■ **The input**:
◇ ◇ ◇

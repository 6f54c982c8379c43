mod cmd;
mod output;
#[cfg(test)]
mod tests;

use anyhow::Result;
use clap::Parser;
use cmd::Commands;
use output::OutputMode;
use tracing_subscriber::EnvFilter;

#[derive(Parser)]
#[command(name = "synthalert", version, about = "Synthetic monitoring alert rule manager")]
pub struct Opts {
    #[clap(subcommand)]
    cmd: Commands,

    #[arg(long, global = true, help = "Output as JSON")]
    json: bool,

    #[arg(long, global = true, help = "Ruler base URL (overrides config)")]
    ruler: Option<String>,

    #[arg(long, global = true, help = "Path to alerting config file")]
    config: Option<String>,
}

impl Opts {
    pub fn output_mode(&self) -> OutputMode {
        if self.json {
            OutputMode::Json
        } else {
            OutputMode::Human
        }
    }
}

#[tokio::main]
async fn main() -> Result<()> {
    tracing_subscriber::fmt()
        .with_env_filter(EnvFilter::try_from_default_env().unwrap_or_else(|_| EnvFilter::new("warn")))
        .with_writer(std::io::stderr)
        .init();

    let opts = Opts::parse();
    cmd::run(opts).await
}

◇ ◇ ◇

■ **Required action**: From the material above, report how many lines contain the word "true", giving only the number.

■ **Result below**: 3